Depending on the audience he’s playing too, Donald Trump’s position on immigration can give you whiplash. It’s the reality TV version of a presidential campaign.

Wednesday morning Trump looked presidential. He was in Mexico City, standing side-by-side with Mexican leader Enrique Peña Nieto. Gone was Trump calling Mexican immigrants “criminals” and “rapists,” instead he went out of his way to praise Mexicans as “beyond reproach” and “spectacular, hardworking people.”

It was the dream pivot — with 67 days to go until the election — of every Republican activist in battleground states across America.

For about an hour, it seemed Trump had just pulled off his best day since clinching the GOP nomination.

But, alas, it did not last.

While Trump was flying back to the United States, voters learned that his claim that he and Peña Nieto “didn’t discuss” financing his promised big border wall was not true. “At the beginning of the conversation with Donald Trump, I made clear that Mexico would not pay for the wall,” tweeted the Mexican president.

What’s the truth? Did Trump really not bring up the cost of the wall to Peña Nieto, after 14 months of making it his central campaign issue, or did he lie about it during his press conference? Either way, it appears America’s greatest self-proclaimed negotiator got played.

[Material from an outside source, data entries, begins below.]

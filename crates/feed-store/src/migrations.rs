//! Embedded schema, executed on every open. Statements are idempotent.

use crate::error::StoreError;

const MIGRATION_001: &str = include_str!("../migrations/001_studies.sql");

pub(crate) async fn run_migrations(conn: &libsql::Connection) -> Result<(), StoreError> {
    conn.execute_batch(MIGRATION_001)
        .await
        .map_err(|e| StoreError::Migration(format!("001_studies: {e}")))?;
    Ok(())
}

A few hours later in Arizona, Trump was back to promising that Mexico would pay for his border wall. He roared to his supporters that he would create a massive new “deportation task force” to round up 11 million people.

It was the red meat for his red meat supporters who love it. But it prompted several of his Hispanic advisers to resign in disgust.

“I was a strong supporter of Donald Trump when I believed he was going to address the immigration problem realistically and compassionately,” said Jacob Monty, a former member of Trump’s National Hispanic Advisory Council. “What I heard today was not realistic and not compassionate.”

We are witnessing a billionaire reality TV host who appears to be scripting his campaign based on the ratings he can get in front of any given audience.

How his performance plays at the ballot box is still the question.